Placental Blood Draw Device for Neonates

Very low birthweight babies (VLBW, weighing less than 1500 grams at birth) are at high risk of intraventricular hemorrhage (IVH), hydrocephalus, seizures, neurodevelopmental handicaps and death.  The amount of blood needed for initial blood tests can require as much as 10% of the VLBW baby’s blood volume, thereby requiring donor blood transfusions.  Tranfusion with adult donor blood is thought to contribute to IVH and damage to the VLBW neonate due to rigid adult cells flowing through fragile neonatal veins.  This can be avoided by taking many or all of the baseline blood samples from fetal blood remaining in the placenta rather than drawing blood from the newborn infant.  An initial study has been published showing improved outcomes when samples are taken via placental draw (report available upon request).  In addition to drawing initial blood for testing, the single stick device can be used to obtain additional blood that can be used in an autologous transfusion to the newborn.  Costs associated with a donor blood transfusion is estimated to exceed $300, not including treatment of complications due to the incompatibility of adult blood in neonates. There are 4.3M births per year in the US, with 1.4% resulting in VLBW babies (60,200 VLBW neonates).  If the product captures 20% market share, this represents 12,000 units in the US alone.  It is also possible that such a device may benefit babies of less than 2500g, which represents 7.6% or 326,800 neonates in the US alone.

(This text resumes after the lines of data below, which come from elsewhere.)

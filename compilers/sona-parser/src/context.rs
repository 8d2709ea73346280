use sona_protocol::{Dialect, Lexicon};

use crate::cache::ParseCache;

/// Everything a parse step needs besides the tokens it is working on.
pub(crate) struct Context<'c> {
    pub lexicon: &'c dyn Lexicon,
    pub dialect: Dialect,
    pub cache: &'c mut ParseCache,
}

This device is anticipated to significantly improve outcomes for VLBW babies.  A patent application covering various embodiments of the placental blood drawing system are currently pending.  Prototypes have been made and initial clinical studies are being planned to validate the device and its uses.  This technology is available for license from Intermountain Healthcare.  Please contact Mike Mayer, 801-408-1095, mike.mayer@imail.org for additional information.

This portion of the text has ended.